Enfin, en mars, est venu un quatrième coup : Les assureurs de Sattui ont déclaré qu'ils ne couvriraient plus la cave qui avait brûlé. Aucune autre entreprise non plus. Dans le patois de l'assurance, la cave ira à nu jusqu'à la saison brûlante de cette année, que les experts prédisent d'être particulièrement féroce.

“Nous avons été touchés de toutes les manières possibles”, a déclaré Sattui. “Nous ne pouvons pas continuer comme ça.”

Dans la Napa Valley, le cœur luxuriant de l'industrie vinicole haut de gamme américaine, le changement climatique est synonyme de calamité. Pas à l'extérieur : sur la route principale qui traverse la petite ville de Sainte-Hélène, en Californie, les touristes affluent toujours dans les établissements vinicoles dotés de salles de dégustation superbement aménagées. À l'Oie &AMP ; Gander, où les côtelettes d'agneau coûtent 63 $, la file d'attente pour une table tombe toujours sur le trottoir.

Mais quittez la route principale et les vignobles qui ont rendu cette vallée célèbre – où le mélange de sol, de températures et de précipitations était parfait – sont maintenant entourés de paysages brûlés, d'approvisionnements en eau en baisse et de vignerons de plus en plus nerveux les choses empirent.

Un homme inspecte des souches d'arbres brûlées près de ses vignobles, qui ont été carbonisés lors des incendies de forêt de l'année dernière, à Sainte-Hélène, en Californie. (New York Times)

Le désespoir a poussé certains producteurs à vaporiser un écran solaire sur les raisins, pour essayer d'empêcher la torréfaction, tandis que d'autres irriguent avec les eaux usées traitées des toilettes et des éviers car les réservoirs sont secs.

Leur sort compte même pour ceux qui ne savent pas distinguer un merlot d'un malbec.
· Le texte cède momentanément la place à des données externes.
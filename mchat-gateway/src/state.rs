//! Shared application state

use crate::session::SessionGateway;
use crate::WebResult;
use mchat_core::GatewayConfig;
use std::sync::Arc;
use tracing::info;

/// State handed to every handler. Read-only after startup.
#[derive(Clone)]
pub struct AppState {
    /// Configuration
    pub config: Arc<GatewayConfig>,
    /// Session gateway (cookie handling + backend client)
    pub session: SessionGateway,
}

impl AppState {
    /// Create a new application state
    pub fn new(config: GatewayConfig) -> WebResult<Self> {
        config.validate()?;

        let session = SessionGateway::from_config(&config)?;
        info!("Forwarding to backend at {}", session.backend().base_url());

        Ok(Self {
            config: Arc::new(config),
            session,
        })
    }
}
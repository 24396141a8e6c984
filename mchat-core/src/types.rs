//! Core data type definitions

use crate::logging::LoggingConfig;
use serde::{Deserialize, Serialize};
use std::fmt;

/// Authenticated user as issued by the backend on login or signup.
///
/// The only persistent form of a `User` is the `userData` cookie. Fields the
/// backend leaves out deserialize to empty strings, so `{}` parses into the
/// zero value rather than failing.
#[derive(Debug, Clone, Default, PartialEq, Eq, Serialize, Deserialize)]
#[serde(default)]
pub struct User {
    pub id: String,
    pub username: String,
    pub token: String,
}

impl User {
    /// Whether the backend actually issued a credential for this user
    pub fn has_token(&self) -> bool {
        !self.token.is_empty()
    }

    /// The zero value handed out when no session cookie is present
    pub fn is_anonymous(&self) -> bool {
        self.id.is_empty() && self.username.is_empty() && self.token.is_empty()
    }
}

/// A chat message relayed from the backend.
///
/// The gateway never looks inside a message; whatever JSON the backend sends
/// is passed through unchanged.
#[derive(Debug, Clone, PartialEq, Serialize, Deserialize)]
#[serde(transparent)]
pub struct Message(pub serde_json::Value);

impl Message {
    pub fn as_value(&self) -> &serde_json::Value {
        &self.0
    }
}

impl From<serde_json::Value> for Message {
    fn from(value: serde_json::Value) -> Self {
        Self(value)
    }
}

/// Username/password pair forwarded to the backend
#[derive(Clone, PartialEq, Eq, Serialize, Deserialize)]
pub struct Credentials {
    pub username: String,
    pub password: String,
}

impl Credentials {
    pub fn new(username: impl Into<String>, password: impl Into<String>) -> Self {
        Self {
            username: username.into(),
            password: password.into(),
        }
    }
}

// Keep passwords out of logs and panic messages.
impl fmt::Debug for Credentials {
    fn fmt(&self, f: &mut fmt::Formatter<'_>) -> fmt::Result {
        f.debug_struct("Credentials")
            .field("username", &self.username)
            .field("password", &"<redacted>")
            .finish()
    }
}

/// Which backend endpoint a set of credentials is sent to
#[derive(Debug, Clone, Copy, PartialEq, Eq, Serialize, Deserialize)]
#[serde(rename_all = "lowercase")]
pub enum AuthAction {
    Login,
    Signup,
}

impl AuthAction {
    /// Backend path for this action
    pub fn path(self) -> &'static str {
        match self {
            AuthAction::Login => "login",
            AuthAction::Signup => "signup",
        }
    }
}

impl fmt::Display for AuthAction {
    fn fmt(&self, f: &mut fmt::Formatter<'_>) -> fmt::Result {
        f.write_str(self.path())
    }
}

/// Top-level gateway configuration
#[derive(Debug, Clone, Default, Serialize, Deserialize)]
#[serde(default)]
pub struct GatewayConfig {
    pub server: ServerConfig,
    pub backend: BackendConfig,
    pub cookies: CookieConfig,
    pub logging: LoggingConfig,
}

/// Listener and CORS settings
#[derive(Debug, Clone, Serialize, Deserialize)]
#[serde(default)]
pub struct ServerConfig {
    pub host: String,
    pub port: u16,
    /// Front-end origins allowed to call the gateway with credentials
    pub allowed_origins: Vec<String>,
}

/// Where the Mchat backend lives and how to talk to it
#[derive(Debug, Clone, Serialize, Deserialize)]
#[serde(default)]
pub struct BackendConfig {
    pub base_url: String,
    /// Request timeout; `None` leaves backend calls unbounded
    #[serde(skip_serializing_if = "Option::is_none")]
    pub timeout_seconds: Option<u64>,
    pub user_agent: String,
}

/// Attributes applied to cookies the gateway writes
#[derive(Debug, Clone, Serialize, Deserialize)]
#[serde(default)]
pub struct CookieConfig {
    /// Add the `Secure` attribute (HTTPS-only deployments)
    pub secure: bool,
    pub path: String,
}
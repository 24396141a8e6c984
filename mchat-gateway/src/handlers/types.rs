//! Request/response bodies

use serde::{Deserialize, Serialize};

/// Health check response
#[derive(Debug, Serialize, Deserialize)]
pub struct HealthResponse {
    pub status: String,
    pub timestamp: chrono::DateTime<chrono::Utc>,
    pub version: String,
}

/// Outcome of login, signup and logout
#[derive(Debug, Serialize, Deserialize)]
pub struct SessionResponse {
    pub success: bool,
}
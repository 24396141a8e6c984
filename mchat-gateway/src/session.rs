//! Session operations over the request's cookie jar
//!
//! Every operation receives the cookie jar explicitly and, when it writes
//! cookies, hands back the updated jar for the response. Nothing here reads
//! request state on its own.

use crate::backend::BackendClient;
use axum_extra::extract::cookie::{Cookie, CookieJar};
use mchat_core::{
    AuthAction, CookieConfig, Credentials, ErrorContext, GatewayConfig, GatewayError,
    GatewayResult, Message, User,
};
use tracing::{debug, info, instrument};

/// Cookie holding the bearer token forwarded to the backend
pub const AUTH_TOKEN_COOKIE: &str = "authToken";
/// Cookie holding the JSON-serialized [`User`]
pub const USER_DATA_COOKIE: &str = "userData";

/// Stateless gateway between browser cookies and the backend
#[derive(Debug, Clone)]
pub struct SessionGateway {
    backend: BackendClient,
    cookies: CookieConfig,
}

impl SessionGateway {
    pub fn new(backend: BackendClient, cookies: CookieConfig) -> Self {
        Self { backend, cookies }
    }

    /// Build the gateway and its backend client from configuration
    pub fn from_config(config: &GatewayConfig) -> GatewayResult<Self> {
        let backend = BackendClient::new(&config.backend)?;
        Ok(Self::new(backend, config.cookies.clone()))
    }

    pub fn backend(&self) -> &BackendClient {
        &self.backend
    }

    /// Messages visible to the holder of the `authToken` cookie.
    ///
    /// Without a token this returns an empty list and never touches the
    /// backend. Backend failures are logged and returned as errors, so an
    /// empty `Ok` always means "no messages".
    #[instrument(skip_all)]
    pub async fn fetch_messages(&self, jar: &CookieJar) -> GatewayResult<Vec<Message>> {
        let Some(token) = auth_token(jar) else {
            debug!("No auth token cookie, skipping backend call");
            return Ok(Vec::new());
        };

        self.backend.get_messages(token).await.inspect_err(|e| e.log())
    }

    /// The user stored in the `userData` cookie.
    ///
    /// A missing or empty cookie yields the zero user. A cookie that does not
    /// parse is reported as [`GatewayError::MalformedSession`].
    pub fn get_current_user(&self, jar: &CookieJar) -> GatewayResult<User> {
        let raw = match jar.get(USER_DATA_COOKIE) {
            Some(cookie) if !cookie.value().is_empty() => cookie.value(),
            _ => return Ok(User::default()),
        };

        serde_json::from_str(raw)
            .map_err(|e| GatewayError::MalformedSession {
                message: format!("{} cookie is not a user record: {}", USER_DATA_COOKIE, e),
                source: Some(Box::new(e)),
                context: ErrorContext::new("session").with_operation("get_current_user"),
            })
            .inspect_err(|e| e.log())
    }

    /// Send credentials to the backend and insist on a non-empty token
    #[instrument(skip_all, fields(action = %action, username = %credentials.username))]
    pub async fn authenticate(
        &self,
        action: AuthAction,
        credentials: &Credentials,
    ) -> GatewayResult<User> {
        let user = self.backend.post_credentials(action, credentials).await?;

        if !user.has_token() {
            return Err(GatewayError::MissingToken {
                context: ErrorContext::new("session")
                    .with_operation(action.path())
                    .with_metadata("username", &credentials.username),
            });
        }

        Ok(user)
    }

    /// Log in and store the returned user in the `userData` cookie.
    ///
    /// Returns `false`, with the jar untouched, on any failure.
    pub async fn login(&self, jar: CookieJar, username: &str, password: &str) -> (CookieJar, bool) {
        self.sign_in(AuthAction::Login, jar, Credentials::new(username, password))
            .await
    }

    /// Same contract as [`login`](Self::login) against the signup endpoint
    pub async fn signup(
        &self,
        jar: CookieJar,
        username: &str,
        password: &str,
    ) -> (CookieJar, bool) {
        self.sign_in(AuthAction::Signup, jar, Credentials::new(username, password))
            .await
    }

    /// Run `action` and store the user cookie on success.
    ///
    /// Returns `false`, with the jar untouched, on any failure.
    pub async fn sign_in(
        &self,
        action: AuthAction,
        jar: CookieJar,
        credentials: Credentials,
    ) -> (CookieJar, bool) {
        let cookie = match self
            .authenticate(action, &credentials)
            .await
            .and_then(|user| self.user_cookie(&user))
        {
            Ok(cookie) => cookie,
            Err(e) => {
                e.log();
                return (jar, false);
            }
        };

        info!("{} succeeded for '{}'", action, credentials.username);
        (jar.add(cookie), true)
    }

    /// Drop both session cookies
    pub fn logout(&self, jar: CookieJar) -> CookieJar {
        self.clear_user(jar).remove(self.removal_cookie(AUTH_TOKEN_COOKIE))
    }

    /// Drop only the `userData` cookie
    pub fn clear_user(&self, jar: CookieJar) -> CookieJar {
        jar.remove(self.removal_cookie(USER_DATA_COOKIE))
    }

    fn user_cookie(&self, user: &User) -> GatewayResult<Cookie<'static>> {
        let value = serde_json::to_string(user)?;

        Ok(Cookie::build((USER_DATA_COOKIE, value))
            .http_only(true)
            .secure(self.cookies.secure)
            .path(self.cookies.path.clone())
            .build())
    }

    // Browsers only drop a cookie whose removal carries the same path.
    fn removal_cookie(&self, name: &'static str) -> Cookie<'static> {
        Cookie::build(name).path(self.cookies.path.clone()).build()
    }
}

fn auth_token(jar: &CookieJar) -> Option<&str> {
    jar.get(AUTH_TOKEN_COOKIE)
        .map(|cookie| cookie.value())
        .filter(|token| !token.is_empty())
}
//! Route definitions for the gateway

use crate::{handlers, AppState};
use axum::{
    routing::{get, post},
    Router,
};

/// Create API routes
pub fn api_routes() -> Router<AppState> {
    Router::new()
        // Health check
        .route("/health", get(handlers::health_check))
        .route("/config", get(handlers::get_config))
        // Backend relays
        .route("/messages", get(handlers::fetch_messages))
        // Session cookies
        .route("/session/user", get(handlers::current_user))
        .route("/session/login", post(handlers::login))
        .route("/session/signup", post(handlers::signup))
        .route("/session/logout", post(handlers::logout))
}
Napa possède certaines des terres agricoles les plus chères du pays, se vendant jusqu'à 1 million de dollars par acre; une tonne de raisins rapporte deux à quatre fois plus que partout ailleurs en Californie. S'il y a un recoin de l'agriculture américaine avec à la fois les moyens et les incitations pour déjouer le changement climatique, c'est bien ici.

Mais jusqu'à présent, l'expérience des vignerons ici démontre les limites de l'adaptation à une planète en réchauffement.< /p>

Si les tendances à la chaleur et à la sécheresse s'aggravent, “nous sommes probablement en faillite”, a déclaré Cyril Chappellet, président de Chappellet Winery, qui fonctionne depuis plus d'un demi-siècle. “Nous sommes tous hors d'affaire.”

'Je n'aime pas la façon dont les rouges ont le goût'

La cave de Stu Smith est à la fin d'une route à deux voies qui serpente du côté de Spring Mountain, à l'ouest de Sainte-Hélène. L'entraînement demande une certaine concentration : le feu de verre de 2020 a incinéré les poteaux de bois qui soutenaient les garde-corps, qui reposent maintenant comme des rubans abandonnés au bord de la falaise.

En 1971, après avoir obtenu son diplôme de l'Université de Californie à Berkeley, Smith a acheté 165 acres de terrain ici. Il a nommé sa cave Smith Madrone, d'après les feuillus rouge orangé aux feuilles cireuses qui entourent les vignobles qu'il a plantés. Pendant près de trois décennies, ces vignobles – 14 acres de cabernet, 7 acres chacun de chardonnay et de riesling, plus une poignée de cabernet franc, merlot et petit verdot – n'ont pas été touchés par les incendies de forêt.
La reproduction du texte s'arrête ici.